• _What you have to do_
Answer with a bare number: the count of lines in the records below that have the word "taken".

• _Listed records_

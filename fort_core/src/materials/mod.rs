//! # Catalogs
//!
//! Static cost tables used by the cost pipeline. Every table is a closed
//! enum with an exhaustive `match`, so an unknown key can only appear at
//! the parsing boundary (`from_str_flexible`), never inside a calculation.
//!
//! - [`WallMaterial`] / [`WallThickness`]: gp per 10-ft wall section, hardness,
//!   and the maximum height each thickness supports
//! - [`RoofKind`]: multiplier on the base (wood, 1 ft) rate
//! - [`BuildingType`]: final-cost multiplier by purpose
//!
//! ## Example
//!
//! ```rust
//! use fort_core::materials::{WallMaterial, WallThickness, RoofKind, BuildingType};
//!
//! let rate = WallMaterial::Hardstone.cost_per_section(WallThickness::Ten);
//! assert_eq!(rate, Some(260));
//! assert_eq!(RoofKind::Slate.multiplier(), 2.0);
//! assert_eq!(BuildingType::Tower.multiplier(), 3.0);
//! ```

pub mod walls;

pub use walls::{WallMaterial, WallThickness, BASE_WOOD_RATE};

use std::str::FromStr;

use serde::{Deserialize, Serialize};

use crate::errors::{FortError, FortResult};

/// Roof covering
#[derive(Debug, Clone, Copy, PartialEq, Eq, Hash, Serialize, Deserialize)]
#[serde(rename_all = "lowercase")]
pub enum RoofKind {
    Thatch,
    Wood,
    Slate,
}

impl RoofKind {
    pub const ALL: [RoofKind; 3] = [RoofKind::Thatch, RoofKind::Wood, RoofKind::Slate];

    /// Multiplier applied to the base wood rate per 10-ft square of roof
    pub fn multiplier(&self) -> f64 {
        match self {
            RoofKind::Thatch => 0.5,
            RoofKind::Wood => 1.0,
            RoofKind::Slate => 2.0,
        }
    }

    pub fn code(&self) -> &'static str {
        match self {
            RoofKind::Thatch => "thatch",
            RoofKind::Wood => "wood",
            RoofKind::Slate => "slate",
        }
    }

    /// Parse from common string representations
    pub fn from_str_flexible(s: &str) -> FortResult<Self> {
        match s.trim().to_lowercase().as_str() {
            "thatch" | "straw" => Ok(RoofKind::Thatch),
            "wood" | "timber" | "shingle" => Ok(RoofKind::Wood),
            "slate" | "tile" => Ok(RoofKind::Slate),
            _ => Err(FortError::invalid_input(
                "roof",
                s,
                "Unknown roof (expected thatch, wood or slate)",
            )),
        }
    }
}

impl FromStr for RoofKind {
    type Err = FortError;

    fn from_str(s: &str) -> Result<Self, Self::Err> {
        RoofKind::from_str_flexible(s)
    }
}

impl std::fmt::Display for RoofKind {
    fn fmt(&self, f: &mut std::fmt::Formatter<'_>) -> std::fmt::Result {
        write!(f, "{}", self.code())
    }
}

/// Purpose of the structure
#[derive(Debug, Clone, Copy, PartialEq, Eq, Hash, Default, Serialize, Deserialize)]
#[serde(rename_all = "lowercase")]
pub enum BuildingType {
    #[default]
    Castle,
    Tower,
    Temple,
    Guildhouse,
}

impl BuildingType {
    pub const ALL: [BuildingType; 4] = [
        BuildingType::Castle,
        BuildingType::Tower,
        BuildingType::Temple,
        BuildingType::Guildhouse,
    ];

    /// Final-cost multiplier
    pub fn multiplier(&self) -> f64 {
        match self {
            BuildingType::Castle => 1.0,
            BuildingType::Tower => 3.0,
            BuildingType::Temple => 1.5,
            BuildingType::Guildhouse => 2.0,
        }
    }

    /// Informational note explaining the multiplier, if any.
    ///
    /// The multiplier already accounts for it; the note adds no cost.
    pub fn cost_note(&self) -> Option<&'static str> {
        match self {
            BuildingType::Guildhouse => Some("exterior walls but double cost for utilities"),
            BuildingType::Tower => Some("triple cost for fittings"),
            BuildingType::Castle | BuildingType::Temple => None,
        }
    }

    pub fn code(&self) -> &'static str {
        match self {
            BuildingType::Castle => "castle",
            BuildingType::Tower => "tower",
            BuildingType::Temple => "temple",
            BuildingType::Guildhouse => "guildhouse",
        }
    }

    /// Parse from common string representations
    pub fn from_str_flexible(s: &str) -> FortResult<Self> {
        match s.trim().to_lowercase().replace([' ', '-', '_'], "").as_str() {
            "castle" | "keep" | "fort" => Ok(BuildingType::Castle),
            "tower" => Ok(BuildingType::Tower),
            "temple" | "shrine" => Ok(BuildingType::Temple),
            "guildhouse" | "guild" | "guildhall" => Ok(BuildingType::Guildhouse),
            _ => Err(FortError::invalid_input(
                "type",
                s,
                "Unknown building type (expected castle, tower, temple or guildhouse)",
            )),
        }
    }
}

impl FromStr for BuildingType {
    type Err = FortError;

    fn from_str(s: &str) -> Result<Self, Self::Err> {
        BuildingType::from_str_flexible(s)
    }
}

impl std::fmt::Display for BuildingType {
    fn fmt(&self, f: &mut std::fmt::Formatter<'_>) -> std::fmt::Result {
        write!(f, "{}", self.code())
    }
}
==
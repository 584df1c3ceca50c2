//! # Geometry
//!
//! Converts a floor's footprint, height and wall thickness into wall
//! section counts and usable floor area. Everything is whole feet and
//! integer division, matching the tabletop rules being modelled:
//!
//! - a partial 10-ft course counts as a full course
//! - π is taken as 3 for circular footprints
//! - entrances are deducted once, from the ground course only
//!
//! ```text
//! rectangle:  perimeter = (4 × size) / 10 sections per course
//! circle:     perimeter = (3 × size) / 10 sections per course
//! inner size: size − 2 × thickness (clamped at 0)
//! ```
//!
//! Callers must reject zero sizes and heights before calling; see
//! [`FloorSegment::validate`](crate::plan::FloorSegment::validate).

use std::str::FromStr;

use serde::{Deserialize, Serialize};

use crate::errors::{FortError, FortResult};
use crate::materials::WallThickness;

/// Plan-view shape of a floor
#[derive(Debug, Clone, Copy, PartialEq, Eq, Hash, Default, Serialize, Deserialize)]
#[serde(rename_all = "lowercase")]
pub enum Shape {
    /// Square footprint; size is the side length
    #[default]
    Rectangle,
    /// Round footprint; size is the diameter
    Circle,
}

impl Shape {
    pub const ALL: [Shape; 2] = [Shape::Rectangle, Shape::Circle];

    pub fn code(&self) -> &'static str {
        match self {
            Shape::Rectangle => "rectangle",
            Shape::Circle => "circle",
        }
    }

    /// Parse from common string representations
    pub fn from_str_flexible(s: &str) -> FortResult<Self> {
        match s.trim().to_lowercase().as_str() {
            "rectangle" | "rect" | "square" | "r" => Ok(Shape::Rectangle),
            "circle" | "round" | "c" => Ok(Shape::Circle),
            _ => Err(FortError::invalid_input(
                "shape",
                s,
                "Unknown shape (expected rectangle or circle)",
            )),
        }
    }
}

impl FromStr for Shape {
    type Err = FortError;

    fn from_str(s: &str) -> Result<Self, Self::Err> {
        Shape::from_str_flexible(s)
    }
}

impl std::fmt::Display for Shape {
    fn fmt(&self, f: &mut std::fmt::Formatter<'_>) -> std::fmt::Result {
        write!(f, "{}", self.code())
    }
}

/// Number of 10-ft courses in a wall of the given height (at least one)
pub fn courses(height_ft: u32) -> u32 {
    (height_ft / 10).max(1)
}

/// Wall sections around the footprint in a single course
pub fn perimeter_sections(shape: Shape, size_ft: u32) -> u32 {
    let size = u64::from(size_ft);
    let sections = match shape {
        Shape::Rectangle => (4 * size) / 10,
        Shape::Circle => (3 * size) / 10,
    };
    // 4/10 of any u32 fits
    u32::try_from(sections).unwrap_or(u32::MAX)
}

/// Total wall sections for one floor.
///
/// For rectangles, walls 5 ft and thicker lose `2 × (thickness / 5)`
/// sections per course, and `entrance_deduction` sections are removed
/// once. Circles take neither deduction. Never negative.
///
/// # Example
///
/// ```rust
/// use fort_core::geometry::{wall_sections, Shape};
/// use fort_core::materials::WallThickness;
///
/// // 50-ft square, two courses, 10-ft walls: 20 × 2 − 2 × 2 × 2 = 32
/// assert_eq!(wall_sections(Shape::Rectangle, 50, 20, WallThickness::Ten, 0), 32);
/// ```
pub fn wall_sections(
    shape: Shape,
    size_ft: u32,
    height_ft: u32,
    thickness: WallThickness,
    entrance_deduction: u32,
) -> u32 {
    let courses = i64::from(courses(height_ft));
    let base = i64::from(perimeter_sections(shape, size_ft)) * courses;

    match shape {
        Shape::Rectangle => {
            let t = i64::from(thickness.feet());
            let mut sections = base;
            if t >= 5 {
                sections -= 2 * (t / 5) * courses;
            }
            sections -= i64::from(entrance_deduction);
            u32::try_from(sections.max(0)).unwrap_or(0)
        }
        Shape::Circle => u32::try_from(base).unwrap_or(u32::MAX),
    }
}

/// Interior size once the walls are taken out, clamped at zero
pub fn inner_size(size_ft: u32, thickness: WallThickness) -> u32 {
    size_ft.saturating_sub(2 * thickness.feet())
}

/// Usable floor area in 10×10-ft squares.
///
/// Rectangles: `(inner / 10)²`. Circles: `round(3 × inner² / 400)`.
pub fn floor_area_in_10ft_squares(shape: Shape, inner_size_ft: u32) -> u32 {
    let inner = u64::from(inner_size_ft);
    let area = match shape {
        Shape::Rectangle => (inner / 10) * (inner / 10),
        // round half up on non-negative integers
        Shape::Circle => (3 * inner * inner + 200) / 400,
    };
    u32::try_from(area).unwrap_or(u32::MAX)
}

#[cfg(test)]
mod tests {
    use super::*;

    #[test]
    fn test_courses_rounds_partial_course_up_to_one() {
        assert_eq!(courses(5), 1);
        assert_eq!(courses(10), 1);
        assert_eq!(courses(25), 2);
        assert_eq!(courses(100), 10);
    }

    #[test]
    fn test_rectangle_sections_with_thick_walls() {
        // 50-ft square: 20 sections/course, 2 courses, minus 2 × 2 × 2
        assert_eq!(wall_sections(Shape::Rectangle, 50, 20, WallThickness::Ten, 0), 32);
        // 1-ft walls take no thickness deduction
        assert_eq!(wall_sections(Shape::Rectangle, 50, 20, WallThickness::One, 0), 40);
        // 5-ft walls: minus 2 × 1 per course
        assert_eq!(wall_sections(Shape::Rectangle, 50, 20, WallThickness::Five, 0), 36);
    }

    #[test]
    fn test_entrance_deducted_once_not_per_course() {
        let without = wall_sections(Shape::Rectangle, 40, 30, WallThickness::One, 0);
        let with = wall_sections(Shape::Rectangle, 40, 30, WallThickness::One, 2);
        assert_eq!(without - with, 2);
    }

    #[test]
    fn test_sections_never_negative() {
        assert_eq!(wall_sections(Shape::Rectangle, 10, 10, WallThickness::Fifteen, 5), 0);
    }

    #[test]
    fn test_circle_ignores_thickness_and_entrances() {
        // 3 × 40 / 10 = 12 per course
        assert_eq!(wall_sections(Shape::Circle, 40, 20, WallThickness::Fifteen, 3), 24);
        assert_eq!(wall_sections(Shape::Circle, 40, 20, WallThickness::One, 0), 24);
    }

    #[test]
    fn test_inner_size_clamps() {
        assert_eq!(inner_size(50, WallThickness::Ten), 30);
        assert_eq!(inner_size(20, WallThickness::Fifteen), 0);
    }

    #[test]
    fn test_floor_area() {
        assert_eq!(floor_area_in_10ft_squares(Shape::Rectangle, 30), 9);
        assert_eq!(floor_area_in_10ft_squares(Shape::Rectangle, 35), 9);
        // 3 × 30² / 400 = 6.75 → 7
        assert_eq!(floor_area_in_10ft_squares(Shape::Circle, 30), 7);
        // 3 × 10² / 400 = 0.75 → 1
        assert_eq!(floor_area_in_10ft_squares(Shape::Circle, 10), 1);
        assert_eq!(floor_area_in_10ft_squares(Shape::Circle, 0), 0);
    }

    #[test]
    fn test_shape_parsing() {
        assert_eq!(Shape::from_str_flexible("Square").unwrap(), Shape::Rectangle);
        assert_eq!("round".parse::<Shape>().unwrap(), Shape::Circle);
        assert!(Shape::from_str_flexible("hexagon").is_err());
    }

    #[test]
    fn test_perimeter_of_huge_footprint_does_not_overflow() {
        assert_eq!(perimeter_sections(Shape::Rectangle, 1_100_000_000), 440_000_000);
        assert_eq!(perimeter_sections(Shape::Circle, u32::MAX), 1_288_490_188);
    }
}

• _Task response_
2